[Opening Data under study section]

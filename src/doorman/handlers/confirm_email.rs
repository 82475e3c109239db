//! Verification flow, reached from the mailed confirmation link.
//!
//! The transition is one-way: a second visit for an already verified
//! account is rejected with a conflict, never silently accepted.

use axum::{
    extract::{Extension, Query},
    http::StatusCode,
};
use serde::Deserialize;
use serde_json::Value;
use std::sync::Arc;
use tracing::instrument;
use utoipa::IntoParams;

use crate::doorman::{error::ApiError, response::ApiResponse, AppState};

use super::{non_blank, normalize};

#[derive(Deserialize, IntoParams, Debug)]
pub struct ConfirmEmailQuery {
    email: Option<String>,
}

#[utoipa::path(
    get,
    path = "/api/confirm-email",
    params(ConfirmEmailQuery),
    responses(
        (status = 202, description = "Email verified, account can now log in"),
        (status = 403, description = "Unknown or missing email"),
        (status = 409, description = "Already verified"),
    ),
    tag = "auth"
)]
#[instrument(skip(state))]
pub async fn confirm_email(
    state: Extension<Arc<AppState>>,
    Query(query): Query<ConfirmEmailQuery>,
) -> Result<ApiResponse<Value>, ApiError> {
    let email = non_blank(query.email.as_ref())
        .map(|email| normalize(&email))
        .ok_or_else(|| ApiError::Forbidden("Invalid verification link".to_string()))?;

    let account = state
        .store
        .find_by_email(&email)
        .await?
        .ok_or_else(|| ApiError::Forbidden("Invalid verification link".to_string()))?;

    if account.is_verified {
        return Err(ApiError::Conflict("Already verified!".to_string()));
    }

    state.store.mark_verified(account.id).await?;

    Ok(ApiResponse::empty(
        StatusCode::ACCEPTED,
        "Your email has been successfully verified. You can now log in.",
    ))
}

[Closing Data under study section]

What this task involves:
Repeat the data above. Change nothing.

Expected output:
filename src/doorman/handlers/confirm_email.rs
repository 82475e3c109239db
//! Verification flow, reached from the mailed confirmation link.
//!
//! The transition is one-way: a second visit for an already verified
//! account is rejected with a conflict, never silently accepted.

use axum::{
    extract::{Extension, Query},
    http::StatusCode,
};
use serde::Deserialize;
use serde_json::Value;
use std::sync::Arc;
use tracing::instrument;
use utoipa::IntoParams;

use crate::doorman::{error::ApiError, response::ApiResponse, AppState};

use super::{non_blank, normalize};

#[derive(Deserialize, IntoParams, Debug)]
pub struct ConfirmEmailQuery {
    email: Option<String>,
}

#[utoipa::path(
    get,
    path = "/api/confirm-email",
    params(ConfirmEmailQuery),
    responses(
        (status = 202, description = "Email verified, account can now log in"),
        (status = 403, description = "Unknown or missing email"),
        (status = 409, description = "Already verified"),
    ),
    tag = "auth"
)]
#[instrument(skip(state))]
pub async fn confirm_email(
    state: Extension<Arc<AppState>>,
    Query(query): Query<ConfirmEmailQuery>,
) -> Result<ApiResponse<Value>, ApiError> {
    let email = non_blank(query.email.as_ref())
        .map(|email| normalize(&email))
        .ok_or_else(|| ApiError::Forbidden("Invalid verification link".to_string()))?;

    let account = state
        .store
        .find_by_email(&email)
        .await?
        .ok_or_else(|| ApiError::Forbidden("Invalid verification link".to_string()))?;

    if account.is_verified {
        return Err(ApiError::Conflict("Already verified!".to_string()));
    }

    state.store.mark_verified(account.id).await?;

    Ok(ApiResponse::empty(
        StatusCode::ACCEPTED,
        "Your email has been successfully verified. You can now log in.",
    ))
}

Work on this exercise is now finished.